Find every line in the records below that contains "filename", and copy it.
---*---
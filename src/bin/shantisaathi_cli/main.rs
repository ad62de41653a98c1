// ABOUTME: ShantiSaathi CLI - terminal chat client for the ShantiSaathi API
// ABOUTME: Interactive chat with spoken replies plus health and language queries
//
// SPDX-License-Identifier: MIT OR Apache-2.0
// Copyright (c) 2025 ShantiSaathi Contributors
//!
//! Usage:
//! ```bash
//! # Chat in Hindi against a local server
//! shantisaathi-cli chat --lang hi
//!
//! # Chat without speech playback
//! shantisaathi-cli chat --no-voice
//!
//! # Check the server and list languages
//! shantisaathi-cli health
//! shantisaathi-cli languages
//! ```

mod commands;
mod helpers;

use anyhow::Result;
use clap::{Parser, Subcommand};
use shantisaathi_server::{
    client::ChatClient,
    logging::LoggingConfig,
    voice::{DEFAULT_CAPTURE_COMMAND, DEFAULT_TTS_COMMAND},
};
use tracing::debug;

#[derive(Parser)]
#[command(
    name = "shantisaathi-cli",
    about = "ShantiSaathi terminal chat client",
    long_about = "Talk to a ShantiSaathi server from the terminal, with optional spoken replies."
)]
struct Cli {
    #[command(subcommand)]
    command: Command,

    /// Server base URL
    #[arg(
        long,
        global = true,
        env = "SHANTISAATHI_SERVER_URL",
        default_value = "http://localhost:3000"
    )]
    server: String,

    /// Enable debug logging
    #[arg(long, short = 'v', global = true)]
    verbose: bool,
}

#[derive(Subcommand)]
enum Command {
    /// Start an interactive chat session
    Chat {
        /// Conversation language (code or English name), saved for next time
        #[arg(long)]
        lang: Option<String>,

        /// Do not speak replies
        #[arg(long)]
        no_voice: bool,

        /// Text-to-speech program
        #[arg(long, default_value = DEFAULT_TTS_COMMAND)]
        tts_command: String,

        /// Audio recording program used by /record
        #[arg(long, default_value = DEFAULT_CAPTURE_COMMAND)]
        capture_command: String,
    },

    /// Check server health
    Health,

    /// List supported languages
    Languages,
}

#[tokio::main]
async fn main() -> Result<()> {
    let cli = Cli::parse();

    LoggingConfig::for_cli(cli.verbose).init()?;
    debug!(server = %cli.server, "ShantiSaathi CLI");

    let client = ChatClient::new(cli.server)?;

    match cli.command {
        Command::Chat {
            lang,
            no_voice,
            tts_command,
            capture_command,
        } => {
            let options = commands::chat::ChatOptions {
                language: lang,
                voice: (!no_voice).then_some(tts_command),
                capture_command,
            };
            commands::chat::run(&client, options).await?;
        }
        Command::Health => commands::info::health(&client).await?,
        Command::Languages => commands::info::languages(&client).await?,
    }

    Ok(())
}
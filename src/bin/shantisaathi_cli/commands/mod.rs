// ABOUTME: Re-exports command modules for shantisaathi-cli
// ABOUTME: Provides the interactive chat session and the server info queries
//
// SPDX-License-Identifier: MIT OR Apache-2.0
// Copyright (c) 2025 ShantiSaathi Contributors

/// Interactive chat session
pub mod chat;
/// Health and language catalogue queries
pub mod info;
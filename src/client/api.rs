// ABOUTME: HTTP client for the ShantiSaathi chat API
// ABOUTME: Sends chat turns with history and queries health and the language catalogue
//
// SPDX-License-Identifier: MIT OR Apache-2.0
// Copyright (c) 2025 ShantiSaathi Contributors

use std::time::Duration;

use reqwest::{Client, StatusCode};
use serde::{Deserialize, Serialize};
use thiserror::Error;

use crate::constants::routes;
use crate::llm::ChatMessage;

/// Connection timeout for API calls
const CONNECT_TIMEOUT_SECS: u64 = 10;
/// Overall request timeout, above the server's own model timeout
const REQUEST_TIMEOUT_SECS: u64 = 60;

/// Failures talking to the chat API
#[derive(Debug, Error)]
pub enum ClientError {
    /// The server could not be reached or the connection broke
    #[error("Failed to reach {url}: {source}")]
    Transport {
        /// Requested URL
        url: String,
        /// Underlying transport failure
        #[source]
        source: reqwest::Error,
    },
    /// The server answered with a failure envelope
    #[error("Server returned {status}: {message}")]
    Server {
        /// HTTP status
        status: StatusCode,
        /// `error` field of the envelope
        message: String,
        /// `details` field of the envelope
        details: Vec<String>,
    },
    /// The response body was not the expected shape
    #[error("Unexpected response from {url}: {source}")]
    Decode {
        /// Requested URL
        url: String,
        /// Body decoding failure
        #[source]
        source: reqwest::Error,
    },
}

/// `POST /api/chat` request body
#[derive(Debug, Serialize)]
#[serde(rename_all = "camelCase")]
struct ChatTurnBody<'a> {
    message: &'a str,
    language: &'a str,
    conversation_history: &'a [ChatMessage],
}

/// Successful chat reply
#[derive(Debug, Clone, Deserialize)]
#[serde(rename_all = "camelCase")]
pub struct ChatTurnReply {
    /// Reply text
    pub message: String,
    /// Display name of the reply language
    pub language: String,
    /// Provider display name
    pub provider: String,
    /// Tokens reported upstream
    #[serde(default)]
    pub tokens_used: Option<u32>,
}

/// `GET /health` body
#[derive(Debug, Clone, Deserialize)]
#[serde(rename_all = "camelCase")]
pub struct HealthInfo {
    /// `healthy` when serving
    pub status: String,
    /// Provider display name
    pub ai_provider: String,
    /// Server version
    pub version: String,
}

/// One language from the catalogue
#[derive(Debug, Clone, Deserialize)]
#[serde(rename_all = "camelCase")]
pub struct LanguageInfo {
    /// Code
    pub code: String,
    /// English name
    pub name: String,
    /// Display name
    pub full_name: String,
}

#[derive(Deserialize)]
struct LanguagesBody {
    languages: Vec<LanguageInfo>,
}

#[derive(Deserialize)]
struct FailureBody {
    error: String,
    #[serde(default)]
    details: Vec<String>,
}

/// Chat API client
#[derive(Debug, Clone)]
pub struct ChatClient {
    http: Client,
    base_url: String,
}

impl ChatClient {
    /// Client for the server at `base_url`
    ///
    /// # Errors
    ///
    /// Returns an error if the HTTP client cannot be built
    pub fn new(base_url: impl Into<String>) -> Result<Self, reqwest::Error> {
        let http = Client::builder()
            .connect_timeout(Duration::from_secs(CONNECT_TIMEOUT_SECS))
            .timeout(Duration::from_secs(REQUEST_TIMEOUT_SECS))
            .build()?;
        Ok(Self {
            http,
            base_url: base_url.into().trim_end_matches('/').to_owned(),
        })
    }

    /// Server base URL
    #[must_use]
    pub fn base_url(&self) -> &str {
        &self.base_url
    }

    fn url(&self, path: &str) -> String {
        format!("{}{path}", self.base_url)
    }

    /// Send one user turn
    ///
    /// # Errors
    ///
    /// Returns an error if the server is unreachable or rejects the turn
    pub async fn send_turn(
        &self,
        message: &str,
        language: &str,
        history: &[ChatMessage],
    ) -> Result<ChatTurnReply, ClientError> {
        let url = self.url(routes::CHAT);
        let body = ChatTurnBody {
            message,
            language,
            conversation_history: history,
        };
        let response = self
            .http
            .post(&url)
            .json(&body)
            .send()
            .await
            .map_err(|source| ClientError::Transport {
                url: url.clone(),
                source,
            })?;
        Self::decode(url, response).await
    }

    /// Query `GET /health`
    ///
    /// # Errors
    ///
    /// Returns an error if the server is unreachable or unhealthy
    pub async fn health(&self) -> Result<HealthInfo, ClientError> {
        self.get(routes::HEALTH).await
    }

    /// Query `GET /api/languages`
    ///
    /// # Errors
    ///
    /// Returns an error if the server is unreachable
    pub async fn languages(&self) -> Result<Vec<LanguageInfo>, ClientError> {
        let body: LanguagesBody = self.get(routes::LANGUAGES).await?;
        Ok(body.languages)
    }

    async fn get<T: for<'de> Deserialize<'de>>(&self, path: &str) -> Result<T, ClientError> {
        let url = self.url(path);
        let response = self
            .http
            .get(&url)
            .send()
            .await
            .map_err(|source| ClientError::Transport {
                url: url.clone(),
                source,
            })?;
        Self::decode(url, response).await
    }

    async fn decode<T: for<'de> Deserialize<'de>>(
        url: String,
        response: reqwest::Response,
    ) -> Result<T, ClientError> {
        let status = response.status();
        if status.is_success() {
            return response
                .json()
                .await
                .map_err(|source| ClientError::Decode { url, source });
        }

        let (message, details) = match response.json::<FailureBody>().await {
            Ok(body) => (body.error, body.details),
            Err(_) => (status.canonical_reason().unwrap_or("error").to_owned(), Vec::new()),
        };
        Err(ClientError::Server {
            status,
            message,
            details,
        })
    }
}
// ABOUTME: Unified LLM provider selector chosen once at startup from configuration
// ABOUTME: Wraps Groq, OpenAI and local OpenAI-compatible providers behind one type
//
// SPDX-License-Identifier: MIT OR Apache-2.0
// Copyright (c) 2025 ShantiSaathi Contributors

//! # LLM Provider Selector
//!
//! Set `SHANTI_LLM_PROVIDER`:
//! - `groq` (default): Groq-hosted Llama models (requires `GROQ_API_KEY`)
//! - `openai`: `OpenAI` cloud (requires `OPENAI_API_KEY`)
//! - `local`/`ollama`/`vllm`: any `OpenAI`-compatible server at `LOCAL_LLM_BASE_URL`

use async_trait::async_trait;
use tracing::info;

use super::{
    ChatRequest, ChatResponse, GroqProvider, LlmError, LlmProvider, OpenAiCompatibleConfig,
    OpenAiCompatibleProvider,
};
use crate::config::environment::{LlmConfig, DEFAULT_LOCAL_BASE_URL};
use crate::config::LlmProviderType;
use crate::errors::AppError;

/// Unified chat provider that wraps Groq, `OpenAI`, or a local LLM
pub enum ChatProvider {
    /// Groq provider for fast, cost-effective inference
    Groq(GroqProvider),
    /// `OpenAI` cloud provider
    OpenAi(OpenAiCompatibleProvider),
    /// Local LLM provider via `OpenAI`-compatible API (Ollama, vLLM, `LocalAI`)
    Local(OpenAiCompatibleProvider),
}

impl ChatProvider {
    /// Create the configured provider
    ///
    /// # Errors
    ///
    /// Returns an error if a cloud provider has no API key or the HTTP client
    /// cannot be built
    pub fn from_config(config: &LlmConfig) -> Result<Self, AppError> {
        let missing_key = || {
            AppError::config(format!(
                "Missing {} environment variable",
                config.provider.api_key_env_var()
            ))
        };

        let provider = match config.provider {
            LlmProviderType::Groq => {
                let key = config.api_key.clone().ok_or_else(missing_key)?;
                Self::Groq(GroqProvider::new(key, config.model.clone())?)
            }
            LlmProviderType::OpenAi => {
                let key = config.api_key.clone().ok_or_else(missing_key)?;
                Self::OpenAi(OpenAiCompatibleProvider::new(
                    OpenAiCompatibleConfig::openai(key, config.model.clone()),
                )?)
            }
            LlmProviderType::Local => {
                let base_url = config
                    .base_url
                    .clone()
                    .unwrap_or_else(|| DEFAULT_LOCAL_BASE_URL.to_owned());
                Self::Local(OpenAiCompatibleProvider::new(OpenAiCompatibleConfig::local(
                    base_url,
                    config.api_key.clone(),
                    config.model.clone(),
                ))?)
            }
        };

        info!(
            "Initialized LLM provider {} with model {} (set {} to change)",
            provider.display_name(),
            provider.default_model(),
            LlmProviderType::ENV_VAR
        );
        Ok(provider)
    }

    fn inner(&self) -> &dyn LlmProvider {
        match self {
            Self::Groq(p) => p,
            Self::OpenAi(p) | Self::Local(p) => p,
        }
    }
}

#[async_trait]
impl LlmProvider for ChatProvider {
    fn name(&self) -> &'static str {
        self.inner().name()
    }

    fn display_name(&self) -> &str {
        self.inner().display_name()
    }

    fn default_model(&self) -> &str {
        self.inner().default_model()
    }

    async fn complete(&self, request: &ChatRequest) -> Result<ChatResponse, LlmError> {
        self.inner().complete(request).await
    }}

#[cfg(test)]
mod tests {
    use super::*;

    fn llm_config(provider: LlmProviderType, api_key: Option<&str>) -> LlmConfig {
        LlmConfig {
            provider,
            api_key: api_key.map(str::to_owned),
            base_url: None,
            model: None,
        }
    }

    #[test]
    fn test_selects_groq_by_default() {
        let provider =
            ChatProvider::from_config(&llm_config(LlmProviderType::Groq, Some("k"))).unwrap();
        assert_eq!(provider.name(), "groq");
        assert_eq!(provider.default_model(), "llama-3.3-70b-versatile");
    }

    #[test]
    fn test_local_uses_default_base_url() {
        let provider = ChatProvider::from_config(&llm_config(LlmProviderType::Local, None)).unwrap();
        assert_eq!(provider.name(), "local");
        assert!(matches!(provider, ChatProvider::Local(_)));
    }

    #[test]
    fn test_cloud_provider_without_key_fails() {
        let result = ChatProvider::from_config(&llm_config(LlmProviderType::OpenAi, None));
        assert!(result.is_err());
    }
}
---*---
● **Solution to the exercise**
filename src/bin/shantisaathi_cli/main.rs
filename src/bin/shantisaathi_cli/commands/mod.rs
filename src/client/api.rs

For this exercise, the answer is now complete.